Schwäbische Zeitung (Ravensburg / Weingarten)
Rob Cross möchte als Europameister nachlegen
Nach Darts-Triumph in Göttingen gilt der Blick des Briten der WM: „Will die Nummer 1 der Welt werden“
GÖTTINGEN (dpa) - Die Bilder vom Auftakt der Darts-EM in Göttingen erinnerten ein wenig an die Geburtsstunde des Turniers vor elf Jahren in Frankfurt: Leere Bierbänke und Tische, ein paar vereinzelte laute Rufe – und nicht gerade die Stimmung, die die Profis um Weltmeister Michael van Gerwen in den vergangenen Jahren in Deutschland gewohnt waren. Er sei „ein wenig enttäuscht“gewesen von der Kulisse, betonte der Waliser Gerwyn Price nach seinem Auftaktsieg. „Normalerweise ist es immer sehr voll in den deutschen Hallen. Heute waren es 200 bis 300 Fans, das war schon wenig.“
Rund 300 Fans am Donnerstagabend, rund 300 Fans am Freitagnachmittag: Obwohl sich Zuschauerzahlen und Stimmung Richtung Wochenende deutlich nach oben steigerten (der Samstagabend war ausverkauft, das Finale am Sonntag sahen 3000 Besucher), muteten die ersten beiden Sessions recht trostlos an. „Es war ein bisschen enttäuschend“, sagte auch der Niederländer Jeffrey de Zwaan, dessen überraschender Sieg über den schottischen Weltklassespieler Peter Wright so relativ unbemerkt blieb. Am Sonntagabend wurde es doch noch einmal stimmungsvoll: Erstmals zum Europameister kürte sich der englische Ex-Weltmeister Rob Cross, der im Finale Price mit 11:6 bezwang.
Den Fans fehlt der Lokalheld
Das mit einer halben Million Pfund dotierte Turnier in Göttingen stellt eigentlich das schillernde Finale der European Tour dar, bei der von März an die ganze Saison in Deutschland gespielt wird.

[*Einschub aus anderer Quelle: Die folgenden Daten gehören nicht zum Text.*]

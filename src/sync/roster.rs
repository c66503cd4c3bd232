use super::Crawler;
use crate::parse::{self, extract_coordinates, extract_listing, extract_open_hours, ALLOWED_CITIES};

impl Crawler {
    /// Replaces the restaurant table with what the listing page shows.
    ///
    /// Every restaurant page is visited in turn for its position and hours;
    /// the first failure aborts the refresh before anything is inserted.
    pub async fn refresh_roster(&self) -> crate::Result<usize> {
        self.store.clear_restaurants().await?;

        let listed = self
            .scrape(&self.listing_url, |document| {
                Ok::<_, parse::Error>(extract_listing(document, &ALLOWED_CITIES))
            })
            .await?;
        log::info!("{} restaurants listed", listed.len());

        let mut roster = Vec::with_capacity(listed.len());
        for mut restaurant in listed {
            let url = self.absolute_url(restaurant.url())?;
            let (coordinates, hours) = self
                .scrape(&url, |document| {
                    Ok::<_, parse::Error>((
                        extract_coordinates(document)?,
                        extract_open_hours(document, &url)?,
                    ))
                })
                .await?;
            log::debug!("{:?} at {coordinates}, open {hours}", restaurant.name());
            restaurant.set_url(url);
            restaurant.set_coordinates(coordinates);
            restaurant.set_open_hours(hours);
            roster.push(restaurant);
        }

        for restaurant in &roster {
            self.store.insert_restaurant(restaurant).await?;
        }
        log::info!("{} restaurants saved", roster.len());
        Ok(roster.len())
    }

    /// Reads the opening hours of every known restaurant again. Pages that
    /// cannot be read keep their previous hours.
    pub async fn refresh_hours(&self) -> crate::Result<usize> {
        let mut updated = 0;
        for restaurant in self.store.restaurants().await? {
            if !restaurant.is_scrapable() {
                continue;
            }
            let url = restaurant.url();
            let scraped = self
                .scrape(url, |document| extract_open_hours(document, url))
                .await;
            match scraped {
                Ok(hours) => {
                    self.store.update_hours(restaurant.id(), &hours).await?;
                    updated += 1;
                }
                Err(e) => log::warn!("no hours for {:?}: {e}", restaurant.name()),
            }
        }
        log::info!("updated the hours of {updated} restaurants");
        Ok(updated)
    }
}

#[cfg(test)]
mod tests {
    use super::super::test_support::{crawler, fixture, serve};
    use crate::parse::{Coordinates, OpenHours, Restaurant};
    use wiremock::MockServer;

    async fn serve_listing(server: &MockServer) {
        serve(server, "/ou-manger/", 200, fixture("listing.html")).await;
    }

    #[tokio::test]
    async fn test_refresh_roster() {
        let server = MockServer::start().await;
        serve_listing(&server).await;
        for slug in ["brasserie-triolet", "resto-u-richter", "cafeteria-sete"] {
            serve(
                &server,
                &format!("/restaurant/{slug}/"),
                200,
                fixture("restaurant.html"),
            )
            .await;
        }
        let (crawler, memory) = crawler(&server);

        assert_eq!(crawler.refresh_roster().await.unwrap(), 3);
        let roster = memory.restaurants().await;
        let names: Vec<&str> = roster.iter().map(Restaurant::name).collect();
        assert_eq!(names, ["Brasserie Triolet", "Resto U Richter", "Cafétéria Sète"]);
        assert_eq!(
            roster[0].url(),
            format!("{}/restaurant/brasserie-triolet/", server.uri())
        );
        assert!(roster.iter().all(Restaurant::is_scrapable));
        assert_eq!(roster[1].coordinates(), Coordinates::new(43.631_8, 3.862).ok());
        assert_eq!(
            roster[2].open_hours(),
            Some(&OpenHours::new("11:30", "14:00"))
        );
    }

    #[tokio::test]
    async fn test_roster_aborts_on_missing_map() {
        let server = MockServer::start().await;
        serve_listing(&server).await;
        serve(
            &server,
            "/restaurant/brasserie-triolet/",
            200,
            fixture("restaurant.html"),
        )
        .await;
        serve(
            &server,
            "/restaurant/resto-u-richter/",
            200,
            fixture("restaurant_without_map.html"),
        )
        .await;
        let (crawler, memory) = crawler(&server);
        crawler
            .store()
            .insert_restaurant(&Restaurant::new("Ancien", "https://example.org/ancien/"))
            .await
            .unwrap();

        let err = crawler.refresh_roster().await.unwrap_err();
        assert!(matches!(
            err,
            crate::Error::Parse(crate::parse::Error::Missing(ref what)) if what == "#map"
        ));
        assert!(memory.restaurants().await.is_empty());
    }

    #[tokio::test]
    async fn test_roster_aborts_when_listing_is_down() {
        let server = MockServer::start().await;
        serve(&server, "/ou-manger/", 500, String::new()).await;
        let (crawler, _) = crawler(&server);
        assert!(matches!(
            crawler.refresh_roster().await,
            Err(crate::Error::Request(_))
        ));
    }

    #[tokio::test]
    async fn test_refresh_hours_skips_unreadable_pages() {
        let server = MockServer::start().await;
        serve(
            &server,
            "/restaurant/resto-u-richter/",
            200,
            fixture("restaurant_without_map.html"),
        )
        .await;
        let (crawler, memory) = crawler(&server);
        let store = crawler.store();
        store
            .insert_restaurant(&Restaurant::new(
                "Resto U Richter",
                format!("{}/restaurant/resto-u-richter/", server.uri()),
            ))
            .await
            .unwrap();
        store
            .insert_restaurant(
                &Restaurant::new("Disparu", format!("{}/restaurant/gone/", server.uri()))
                    .with_open_hours(Some(OpenHours::new("12:00", "13:00"))),
            )
            .await
            .unwrap();

        assert_eq!(crawler.refresh_hours().await.unwrap(), 1);
        let roster = memory.restaurants().await;
        assert_eq!(
            roster[0].open_hours(),
            Some(&OpenHours::new("11:15", "13:45"))
        );
        assert_eq!(
            roster[1].open_hours(),
            Some(&OpenHours::new("12:00", "13:00"))
        );
    }
}
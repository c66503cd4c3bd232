//! Where the sync writes its tables.

mod memory;
mod postgres;

use futures::future::join_all;

use crate::index::{Category, KeywordRow};
use crate::parse::{Meal, OpenHours, Restaurant, School};

pub use memory::MemoryStore;
pub use postgres::PgStore;

/// One `meal` row: a serving slot of one restaurant with its groups as JSON.
#[derive(Debug, Clone, PartialEq, Eq)]
pub struct MealRow {
    pub typemeal: String,
    pub foodies: String,
    /// `YYYY-M-DD`, empty when the menu date could not be read.
    pub day: String,
    pub idrestaurant: i32,
}

impl MealRow {
    pub fn new(meal: &Meal, day: &str, idrestaurant: i32) -> serde_json::Result<Self> {
        Ok(Self {
            typemeal: meal.title.clone(),
            foodies: serde_json::to_string(&meal.foodies)?,
            day: day.to_string(),
            idrestaurant,
        })
    }
}

#[derive(Debug, Clone)]
#[non_exhaustive]
pub enum Store {
    Postgres(PgStore),
    /// Nothing leaves the process.
    Memory(MemoryStore),
}

impl Store {
    #[inline]
    pub async fn postgres(database_url: &str) -> crate::Result<Self> {
        Ok(Self::Postgres(PgStore::connect(database_url).await?))
    }

    #[inline]
    pub fn memory() -> Self {
        Self::Memory(MemoryStore::default())
    }

    pub async fn close(&self) {
        if let Self::Postgres(pg) = self {
            pg.close().await;
        }
    }

    /// Applies the bundled schema.
    pub async fn migrate(&self) -> crate::Result<()> {
        match self {
            Self::Postgres(pg) => pg.migrate().await?,
            Self::Memory(_) => {}
        }
        Ok(())
    }

    pub async fn clear_meals_and_keywords(&self) -> crate::Result<()> {
        match self {
            Self::Postgres(pg) => pg.clear_meals_and_keywords().await?,
            Self::Memory(mem) => mem.clear_meals_and_keywords().await,
        }
        Ok(())
    }

    pub async fn clear_restaurants(&self) -> crate::Result<()> {
        match self {
            Self::Postgres(pg) => pg.clear_restaurants().await?,
            Self::Memory(mem) => mem.clear_restaurants().await,
        }
        Ok(())
    }

    /// Inserts the missing categories, all at once. Every insert settles,
    /// one result per category in `Category::ALL` order.
    pub async fn seed_categories(&self) -> Vec<crate::Result<()>> {
        join_all(Category::ALL.map(|category| self.insert_category(category))).await
    }

    async fn insert_category(&self, category: Category) -> crate::Result<()> {
        match self {
            Self::Postgres(pg) => pg.insert_category(category).await?,
            Self::Memory(mem) => mem.insert_category(category).await?,
        }
        Ok(())
    }

    /// Returns the id given to the restaurant.
    pub async fn insert_restaurant(&self, restaurant: &Restaurant) -> crate::Result<i32> {
        Ok(match self {
            Self::Postgres(pg) => pg.insert_restaurant(restaurant).await?,
            Self::Memory(mem) => mem.insert_restaurant(restaurant).await,
        })
    }

    pub async fn update_hours(&self, id: i32, hours: &OpenHours) -> crate::Result<()> {
        match self {
            Self::Postgres(pg) => pg.update_hours(id, hours).await?,
            Self::Memory(mem) => mem.update_hours(id, hours).await,
        }
        Ok(())
    }

    /// The whole roster, in id order.
    pub async fn restaurants(&self) -> crate::Result<Vec<Restaurant>> {
        Ok(match self {
            Self::Postgres(pg) => pg.restaurants().await?,
            Self::Memory(mem) => mem.restaurants().await,
        })
    }

    pub async fn insert_meal(&self, meal: &MealRow) -> crate::Result<()> {
        match self {
            Self::Postgres(pg) => pg.insert_meal(meal).await?,
            Self::Memory(mem) => mem.insert_meal(meal).await?,
        }
        Ok(())
    }

    pub async fn insert_keyword(&self, row: &KeywordRow) -> crate::Result<()> {
        match self {
            Self::Postgres(pg) => pg.insert_keyword(row).await?,
            Self::Memory(mem) => mem.insert_keyword(row).await?,
        }
        Ok(())
    }

    pub async fn clear_schools(&self) -> crate::Result<()> {
        match self {
            Self::Postgres(pg) => pg.clear_schools().await?,
            Self::Memory(mem) => mem.clear_schools().await,
        }
        Ok(())
    }

    pub async fn insert_school(&self, school: &School) -> crate::Result<()> {
        match self {
            Self::Postgres(pg) => pg.insert_school(school).await?,
            Self::Memory(mem) => mem.insert_school(school).await,
        }
        Ok(())
    }
}
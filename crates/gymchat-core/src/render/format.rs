//! Markdown-subset to HTML formatting for message bubbles.
//!
//! Supported: line breaks, numbered list lines, `**bold**`, `` `code` `` and
//! `[label](url)` links. Each line is HTML-escaped and formatted on its own,
//! so no span ever crosses a line or a list item. Lines are then joined with
//! `<br>`.

use std::borrow::Cow;
use std::sync::LazyLock;

use regex::{Captures, Regex};

static NUMBERED_LINE: LazyLock<Regex> =
    LazyLock::new(|| Regex::new(r"^\s*\d+\.\s+\S.*$").expect("valid numbered-line pattern"));
static BOLD: LazyLock<Regex> =
    LazyLock::new(|| Regex::new(r"\*\*([^*\n]+)\*\*").expect("valid bold pattern"));
static CODE: LazyLock<Regex> =
    LazyLock::new(|| Regex::new(r"`([^`\n]+)`").expect("valid code pattern"));
static LINK: LazyLock<Regex> =
    LazyLock::new(|| Regex::new(r"\[([^\]\n]+)\]\(([^)\s]+)\)").expect("valid link pattern"));

const LIST_ITEM_OPEN: &str = "<div style='margin: 4px 0; padding-left: 10px;'>";
const CODE_OPEN: &str = "<code style='background: rgba(0,0,0,0.1); padding: 2px 6px; border-radius: 4px; font-family: monospace;'>";

/// Format message text as HTML.
pub fn format_message(text: &str) -> String {
    text.replace("\r\n", "\n")
        .split('\n')
        .map(format_line)
        .collect::<Vec<_>>()
        .join("<br>")
}

fn format_line(line: &str) -> String {
    let escaped = escape_html(line);
    let numbered = NUMBERED_LINE.is_match(&escaped);

    let bolded = BOLD.replace_all(&escaped, "<strong>$1</strong>");
    let coded = CODE.replace_all(&bolded, format!("{CODE_OPEN}$1</code>").as_str());
    let linked = LINK.replace_all(&coded, |caps: &Captures<'_>| {
        let label = &caps[1];
        let url = &caps[2];
        if is_safe_url(url) {
            format!("<a href=\"{url}\" target=\"_blank\" rel=\"noopener noreferrer\">{label}</a>")
        } else {
            caps[0].to_string()
        }
    });

    if numbered {
        format!("{LIST_ITEM_OPEN}{}</div>", linked.trim_start())
    } else {
        linked.into_owned()
    }
}

/// Escape the characters that carry meaning in HTML text and quoted
/// attributes.
pub fn escape_html(text: &str) -> Cow<'_, str> {
    html_escape::encode_quoted_attribute(text)
}

/// Only web, mail and relative targets become links.
fn is_safe_url(url: &str) -> bool {
    let lower = url.to_ascii_lowercase();
    if lower.starts_with("http://") || lower.starts_with("https://") || lower.starts_with("mailto:") {
        return true;
    }
    // Relative references carry no scheme.
    !lower.contains(':')
}
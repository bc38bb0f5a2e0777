//! Terminal markdown rendering for chat turns.
//!
//! The HTML produced by the core formatter is for web views; in the terminal
//! the raw markdown source of a bubble is rendered through `termimad`.

use termimad::MadSkin;
use termimad::crossterm::style::Color;

/// Terminal markdown renderer.
pub struct ChatRenderer {
    skin: MadSkin,
}

impl ChatRenderer {
    pub fn new() -> Self {
        let mut skin = MadSkin::default_dark();
        skin.bold.set_fg(Color::Cyan);
        skin.inline_code.set_fg(Color::Yellow);
        Self { skin }
    }

    /// Render markdown for display, indented to sit under the speaker label.
    pub fn render(&self, markdown: &str) -> String {
        let rendered = self.skin.term_text(markdown).to_string();
        rendered
            .trim_end()
            .lines()
            .map(|line| format!("  {line}"))
            .collect::<Vec<_>>()
            .join("\n")
    }

    /// Print the footer after a reply: "| 1.2s . http://localhost:8000".
    pub fn print_footer(&self, response_ms: u64, endpoint: &str) {
        let seconds = response_ms as f64 / 1000.0;
        println!(
            "  {} {} {} {}",
            console::style("|").dim(),
            console::style(format!("{seconds:.1}s")).dim(),
            console::style("\u{00b7}").dim(),
            console::style(endpoint).dim(),
        );
    }
}

impl Default for ChatRenderer {
    fn default() -> Self {
        Self::new()
    }
}
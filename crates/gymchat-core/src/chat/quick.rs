//! Quick prompts: canned questions that submit exactly like typed input.

/// Prompts in display order.
pub const QUICK_PROMPTS: &[&str] = &[
    "Create a beginner workout plan for me",
    "How many calories should I eat to lose weight?",
    "Calculate my BMI",
    "What should I eat before a workout?",
    "How do I build a fitness profile?",
];

/// Look up a prompt by its 1-based number.
pub fn quick_prompt(number: usize) -> Option<&'static str> {
    number.checked_sub(1).and_then(|i| QUICK_PROMPTS.get(i).copied())
}
//! Client configuration types for GymChat.
//!
//! `ClientConfig` represents `config.toml` in the data directory. Every field
//! has a default, so an empty file is a valid configuration.

use serde::{Deserialize, Serialize};

/// Default number of turns kept in the transcript.
pub const DEFAULT_RETENTION: usize = 100;

/// Default storage key holding the serialized transcript.
pub const DEFAULT_STORAGE_KEY: &str = "gymchat_history";

/// Top-level configuration for the chat client.
#[derive(Debug, Clone, PartialEq, Serialize, Deserialize)]
pub struct ClientConfig {
    /// Backend origin; requests go to `{backend_url}/chat`.
    #[serde(default = "default_backend_url")]
    pub backend_url: String,

    /// Maximum number of turns kept, oldest evicted first.
    #[serde(default = "default_retention")]
    pub retention: usize,

    /// Key under which the transcript is persisted.
    #[serde(default = "default_storage_key")]
    pub storage_key: String,

    /// Whether the transcript is mirrored to durable storage.
    #[serde(default = "default_true")]
    pub persist: bool,

    /// Whether new turns carry a creation timestamp.
    #[serde(default)]
    pub timestamps: bool,

    /// Optional request timeout. Requests are not bounded by default.
    #[serde(default)]
    pub request_timeout_secs: Option<u64>,
}

fn default_backend_url() -> String {
    "http://localhost:8000".to_string()
}

fn default_retention() -> usize {
    DEFAULT_RETENTION
}

fn default_storage_key() -> String {
    DEFAULT_STORAGE_KEY.to_string()
}

fn default_true() -> bool {
    true
}

impl Default for ClientConfig {
    fn default() -> Self {
        Self {
            backend_url: default_backend_url(),
            retention: default_retention(),
            storage_key: default_storage_key(),
            persist: true,
            timestamps: false,
            request_timeout_secs: None,
        }
    }
}

impl ClientConfig {
    /// Retention bound with a floor of one turn.
    pub fn effective_retention(&self) -> usize {
        self.retention.max(1)
    }

    /// Full URL of the chat endpoint.
    pub fn chat_url(&self) -> String {
        format!("{}/chat", self.backend_url.trim_end_matches('/'))
    }

    /// Full URL of the health endpoint.
    pub fn health_url(&self) -> String {
        format!("{}/health", self.backend_url.trim_end_matches('/'))
    }
}
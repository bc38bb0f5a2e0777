//! Wire format of the backend `/chat` and `/health` endpoints.

use serde::{Deserialize, Serialize};

use crate::chat::{Role, Turn};

/// A role/content pair as exchanged with the backend.
#[derive(Debug, Clone, PartialEq, Eq, Serialize, Deserialize)]
pub struct HistoryEntry {
    pub role: Role,
    pub content: String,
}

impl From<&Turn> for HistoryEntry {
    fn from(turn: &Turn) -> Self {
        Self {
            role: turn.role,
            content: turn.content.clone(),
        }
    }
}

impl From<HistoryEntry> for Turn {
    fn from(entry: HistoryEntry) -> Self {
        Turn::new(entry.role, entry.content)
    }
}

/// Body of `POST /chat`.
#[derive(Debug, Clone, PartialEq, Serialize, Deserialize)]
pub struct ChatRequest {
    pub message: String,
    #[serde(default, skip_serializing_if = "Vec::is_empty")]
    pub history: Vec<HistoryEntry>,
}

/// Body of a `/chat` response.
///
/// Backend versions differ: some answer with `reply`, some with `response`,
/// newer ones also return the full `history`. A body may also carry an
/// `error` string in place of a reply.
#[derive(Debug, Clone, Default, PartialEq, Serialize, Deserialize)]
pub struct ChatResponse {
    #[serde(default, skip_serializing_if = "Option::is_none")]
    pub reply: Option<String>,
    #[serde(default, skip_serializing_if = "Option::is_none")]
    pub response: Option<String>,
    #[serde(default, skip_serializing_if = "Option::is_none")]
    pub history: Option<Vec<HistoryEntry>>,
    #[serde(default, skip_serializing_if = "Option::is_none")]
    pub error: Option<String>,
}

impl ChatResponse {
    /// The assistant's reply text, preferring `reply` over `response`.
    pub fn reply_text(&self) -> Option<&str> {
        self.reply.as_deref().or(self.response.as_deref())
    }
}

/// Body of `GET /health`.
#[derive(Debug, Clone, PartialEq, Eq, Serialize, Deserialize)]
pub struct HealthStatus {
    pub status: String,
    #[serde(default)]
    pub service: Option<String>,
}

impl HealthStatus {
    pub fn is_running(&self) -> bool {
        self.status.eq_ignore_ascii_case("running") || self.status.eq_ignore_ascii_case("ok")
    }
}

#[cfg(test)]
mod tests {
    use super::*;

    #[test]
    fn test_request_omits_empty_history() {
        let req = ChatRequest {
            message: "hi".to_string(),
            history: Vec::new(),
        };
        assert_eq!(serde_json::to_value(&req).unwrap(), serde_json::json!({"message": "hi"}));
    }

    #[test]
    fn test_reply_text_prefers_reply() {
        let resp: ChatResponse =
            serde_json::from_str(r#"{"reply": "a", "response": "b"}"#).unwrap();
        assert_eq!(resp.reply_text(), Some("a"));

        let resp: ChatResponse = serde_json::from_str(r#"{"response": "b"}"#).unwrap();
        assert_eq!(resp.reply_text(), Some("b"));
    }

    #[test]
    fn test_response_with_history() {
        let resp: ChatResponse = serde_json::from_str(
            r#"{"reply": "ok", "history": [{"role": "user", "content": "q"}, {"role": "assistant", "content": "ok"}]}"#,
        )
        .unwrap();
        let history = resp.history.unwrap();
        assert_eq!(history.len(), 2);
        assert_eq!(Turn::from(history[1].clone()), Turn::assistant("ok"));
    }

    #[test]
    fn test_history_entry_drops_local_fields() {
        let entry = HistoryEntry::from(&Turn::error_notice("down").stamped());
        assert_eq!(
            serde_json::to_value(entry).unwrap(),
            serde_json::json!({"role": "assistant", "content": "down"})
        );
    }

    #[test]
    fn test_health_status() {
        let health: HealthStatus =
            serde_json::from_str(r#"{"status": "running", "service": "Fitness AI Assistant"}"#)
                .unwrap();
        assert!(health.is_running());
        assert_eq!(health.service.as_deref(), Some("Fitness AI Assistant"));
    }
}
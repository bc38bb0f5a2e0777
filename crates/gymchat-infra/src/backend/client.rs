//! HttpChatTransport -- concrete [`ChatTransport`] over reqwest.
//!
//! Failure mapping:
//! - the request could not be sent or the body could not be read → `Unreachable`
//! - non-2xx status → `Status`, with the body's `error`/`detail` string if any
//! - 2xx body that is not a chat response → `Malformed`
//!
//! A 2xx body carrying an `error` string is returned as-is; the session
//! decides what to do with it.

use std::time::Duration;

use serde_json::Value;

use gymchat_core::transport::ChatTransport;
use gymchat_types::config::ClientConfig;
use gymchat_types::error::TransportError;
use gymchat_types::wire::{ChatRequest, ChatResponse, HealthStatus};

/// Chat backend reached over HTTP.
#[derive(Debug, Clone)]
pub struct HttpChatTransport {
    client: reqwest::Client,
    base_url: String,
    chat_url: String,
    health_url: String,
}

impl HttpChatTransport {
    /// Create a transport for the backend named in `config`.
    ///
    /// No request timeout is applied unless `request_timeout_secs` is set.
    pub fn new(config: &ClientConfig) -> Result<Self, TransportError> {
        let mut builder = reqwest::Client::builder();
        if let Some(secs) = config.request_timeout_secs {
            builder = builder.timeout(Duration::from_secs(secs));
        }
        let client = builder
            .build()
            .map_err(|e| TransportError::Unreachable(format!("failed to create HTTP client: {e}")))?;

        Ok(Self {
            client,
            base_url: config.backend_url.trim_end_matches('/').to_string(),
            chat_url: config.chat_url(),
            health_url: config.health_url(),
        })
    }

    pub fn chat_url(&self) -> &str {
        &self.chat_url
    }

    /// Query `GET /health`.
    pub async fn health(&self) -> Result<HealthStatus, TransportError> {
        let response = self
            .client
            .get(&self.health_url)
            .send()
            .await
            .map_err(|e| TransportError::Unreachable(e.to_string()))?;
        let (status, body) = read_body(response).await?;

        if !status.is_success() {
            return Err(status_error(status, &body));
        }

        serde_json::from_str(&body)
            .map_err(|e| TransportError::Malformed(format!("failed to parse health response: {e}")))
    }
}

impl ChatTransport for HttpChatTransport {
    fn endpoint(&self) -> &str {
        &self.base_url
    }

    async fn send(&self, request: &ChatRequest) -> Result<ChatResponse, TransportError> {
        tracing::debug!(url = %self.chat_url, "POST chat request");

        let response = self
            .client
            .post(&self.chat_url)
            .json(request)
            .send()
            .await
            .map_err(|e| TransportError::Unreachable(e.to_string()))?;
        let (status, body) = read_body(response).await?;

        if !status.is_success() {
            tracing::debug!(status = status.as_u16(), "Chat request rejected");
            return Err(status_error(status, &body));
        }

        serde_json::from_str(&body)
            .map_err(|e| TransportError::Malformed(format!("failed to parse chat response: {e}")))
    }
}

async fn read_body(
    response: reqwest::Response,
) -> Result<(reqwest::StatusCode, String), TransportError> {
    let status = response.status();
    let body = response
        .text()
        .await
        .map_err(|e| TransportError::Unreachable(format!("failed to read response body: {e}")))?;
    Ok((status, body))
}

fn status_error(status: reqwest::StatusCode, body: &str) -> TransportError {
    TransportError::Status {
        status: status.as_u16(),
        message: error_message(body),
    }
}

/// Pull a human-readable message out of an error body.
///
/// Recognizes `{"error": "..."}` and `{"detail": ...}`; other bodies yield
/// no message.
fn error_message(body: &str) -> Option<String> {
    let value: Value = serde_json::from_str(body).ok()?;
    let field = value.get("error").or_else(|| value.get("detail"))?;
    match field {
        Value::String(message) => Some(message.clone()),
        Value::Null => None,
        other => Some(other.to_string()),
    }
}
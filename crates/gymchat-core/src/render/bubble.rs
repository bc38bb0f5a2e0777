//! Projection of a turn into a message bubble.

use gymchat_types::chat::{Role, Turn};

use super::format::format_message;

/// Which side of the message list a bubble sits on.
#[derive(Debug, Clone, Copy, PartialEq, Eq)]
pub enum Side {
    /// Assistant messages.
    Left,
    /// User messages.
    Right,
}

/// Everything a view needs to display one turn.
#[derive(Debug, Clone, PartialEq)]
pub struct Bubble {
    pub role: Role,
    pub side: Side,
    pub avatar: &'static str,
    /// Classes of the outer message element.
    pub message_class: String,
    /// Classes of the content element; error notices add `error-msg`.
    pub content_class: String,
    /// Formatted HTML content.
    pub html: String,
    /// Raw markdown source, for views that do their own formatting.
    pub source: String,
    pub is_error: bool,
}

impl Bubble {
    pub fn to_html(&self) -> String {
        format!(
            "<div class=\"{}\"><div class=\"message-avatar\">{}</div><div class=\"{}\">{}</div></div>",
            self.message_class, self.avatar, self.content_class, self.html
        )
    }
}

/// Render a turn into a bubble.
pub fn render(turn: &Turn) -> Bubble {
    let (side, avatar, sender) = match turn.role {
        Role::User => (Side::Right, "👤", "user"),
        Role::Assistant => (Side::Left, "🤖", "ai"),
    };

    let content_class = if turn.is_error {
        "message-content error-msg".to_string()
    } else {
        "message-content".to_string()
    };

    Bubble {
        role: turn.role,
        side,
        avatar,
        message_class: format!("message {sender}-msg"),
        content_class,
        html: format_message(&turn.content),
        source: turn.content.clone(),
        is_error: turn.is_error,
    }
}
//! ChatTransport trait definition.

use gymchat_types::error::TransportError;
use gymchat_types::wire::{ChatRequest, ChatResponse};

/// Trait for the chat backend.
///
/// One call is one `POST /chat`. Implementations map every failure (no
/// connection, non-success status, `error` body, undecodable body) onto a
/// [`TransportError`]. There is no cancellation and no retry at this level.
pub trait ChatTransport: Send + Sync {
    /// Human-readable description of the endpoint (used in notices and logs).
    fn endpoint(&self) -> &str;

    /// Send one chat request and await the backend's answer.
    fn send(
        &self,
        request: &ChatRequest,
    ) -> impl std::future::Future<Output = Result<ChatResponse, TransportError>> + Send;
}
//! Chat session client for GymChat.
//!
//! - `Transcript`: bounded, ordered list of turns
//! - `ChatSession`: initialize / submit / clear against the storage,
//!   transport and view ports
//! - `quick`: canned prompts offered next to the input

pub mod quick;
pub mod session;
pub mod transcript;

pub use session::{ChatSession, SessionConfig, SessionState, SubmitOutcome};
pub use transcript::Transcript;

Doch im Vergleich zur EM in Dortmund 2018 hatten die Veranstalter diesmal massive Probleme, die Halle für alle Sessions einigermaßen zu füllen. Schon bei der Premier League Darts in Berlin sowie dem German Darts Masters, das vergangenes Jahr im Fußballstadion auf Schalke und dieses Jahr in der Lanxess Arena in Köln ausgetragen wurde, waren in Ansätzen ähnliche Trends zu erkennen. In Göttingen lagen die Gründe auf der Hand: Die deutschen Profis um Vorjahreshalbfinalist Max Hopp verpassten geschlossen die Qualifikation, es fehlten also von vorneherein komplett die Lokalhelden, mit denen die Zuschauer mitfiebern könnten.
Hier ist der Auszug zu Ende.